When you have everything but ....

It’s certainly worth considering yes. I’d prefer to help animals though

You and me both, lots of local cat or dog homes/refuges are seeking volunteers for all sorts of stuff.
I do a bit of cat fostering though in the early stages as my own beast Millie is a bit miffed about it all. But I encourage all sorts to come and get a free feed in my back garden and so far I have lots of small birds, a couple of hedgehogs, a young female fox, at least I think it is, three squirrels and recently what I thought was a stray cat you turned out to be a bit of a chancer.
 
Before you make any radical changes, it's worth pinpointing the aspects of your life that you feel need improving. Obviously this doesn't happen overnight. For me, it was spending 6 hours+ a day behind the wheel, and working a job I didn't believe in. It's just a waste of your life.

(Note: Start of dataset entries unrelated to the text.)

//! 交卷后的逐题回顾
//!
//! 只读：持有已提交的会话，不提供任何修改作答的入口

use crate::error::SessionError;
use crate::services::ScoreReport;
use crate::workflow::session_state::Session;

/// 选项标记
#[derive(Debug, Clone, Copy, PartialEq, Eq)]
pub enum OptionTag {
    /// 正确答案
    Correct,
    /// 用户选了但不正确
    Incorrect,
    Neutral,
}

#[derive(Debug, Clone, PartialEq, Eq)]
pub struct ReviewOption {
    pub text: String,
    pub tag: OptionTag,
}

#[derive(Debug, Clone, PartialEq, Eq)]
pub struct ReviewView {
    pub header: String,
    pub text: String,
    pub explanation: String,
    pub options: Vec<ReviewOption>,
    pub prev_enabled: bool,
    pub next_enabled: bool,
}

/// 为一道题的每个选项打标记；未作答时不会出现 `Incorrect`
pub fn tag_options(options_len: usize, key: usize, answer: Option<usize>) -> Vec<OptionTag> {
    (0..options_len)
        .map(|i| {
            if i == key {
                OptionTag::Correct
            } else if answer == Some(i) {
                OptionTag::Incorrect
            } else {
                OptionTag::Neutral
            }
        })
        .collect()
}

#[derive(Debug, Clone)]
pub struct ReviewNavigator {
    session: Session,
    report: ScoreReport,
    index: usize,
}

impl ReviewNavigator {
    pub fn new(session: Session) -> Result<Self, SessionError> {
        let report = session.grade()?;
        Ok(Self {
            session,
            report,
            index: 0,
        })
    }

    pub fn report(&self) -> &ScoreReport {
        &self.report
    }

    pub fn session(&self) -> &Session {
        &self.session
    }

    pub fn index(&self) -> usize {
        self.index
    }

    pub fn next(&mut self) -> bool {
        if self.index + 1 < self.session.len() {
            self.index += 1;
            true
        } else {
            false
        }
    }

    pub fn prev(&mut self) -> bool {
        if self.index > 0 {
            self.index -= 1;
            true
        } else {
            false
        }
    }

    pub fn view(&self) -> ReviewView {
        let question = &self.session.questions()[self.index];
        let answer = self.session.answers()[self.index];
        let tags = tag_options(question.options.len(), question.correct_option_index, answer);

        ReviewView {
            header: format!(
                "Reviewing Question {} of {}",
                self.index + 1,
                self.session.len()
            ),
            text: question.text.clone(),
            explanation: question.explanation.clone(),
            options: question
                .options
                .iter()
                .zip(tags)
                .map(|(text, tag)| ReviewOption {
                    text: text.clone(),
                    tag,
                })
                .collect(),
            prev_enabled: self.index > 0,
            next_enabled: self.index + 1 < self.session.len(),
        }
    }
}
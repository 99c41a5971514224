//! 基础设施层（Infrastructure Layer）
//!
//! 只提供"时间"相关的能力：可取消的调度、考试倒计时、生成进度模拟。
//! 不认识 Question / Session，不处理业务流程。

pub mod clock;
pub mod progress;
pub mod scheduler;

pub use clock::Clock;
pub use progress::{estimate_total_secs, Countdown, LoadingStatus, ProgressEstimator};
pub use scheduler::{spawn_after, spawn_interval, spawn_task, TaskHandle};
use anyhow::{Context, Result};
use quiz_session::utils::logging;
use quiz_session::{App, Config};

#[tokio::main(flavor = "current_thread")]
async fn main() -> Result<()> {
    // 加载配置
    let config = Config::load().context("加载配置失败")?;

    // 初始化日志
    logging::init(&config);

    // 初始化并运行应用
    App::initialize(config).await?.run().await?;

    Ok(())
}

I think having goals and targets personally help. For example, my short term goal is to finish my masters. Next, learning to sail and getting my own boat. Long term goal, Chartership in my job.
 
Hi

I have not really talked about this before and don't really like to to be honest but I felt if it can help you in anyway

I read your post and can sympathise with you but I must also say something and want to just pass on some advice.
When you have your health and those that are close to you that you care about then you have EVERYTHING. Nothing more you can ask for in life, everything else is a just bonus. How do i know?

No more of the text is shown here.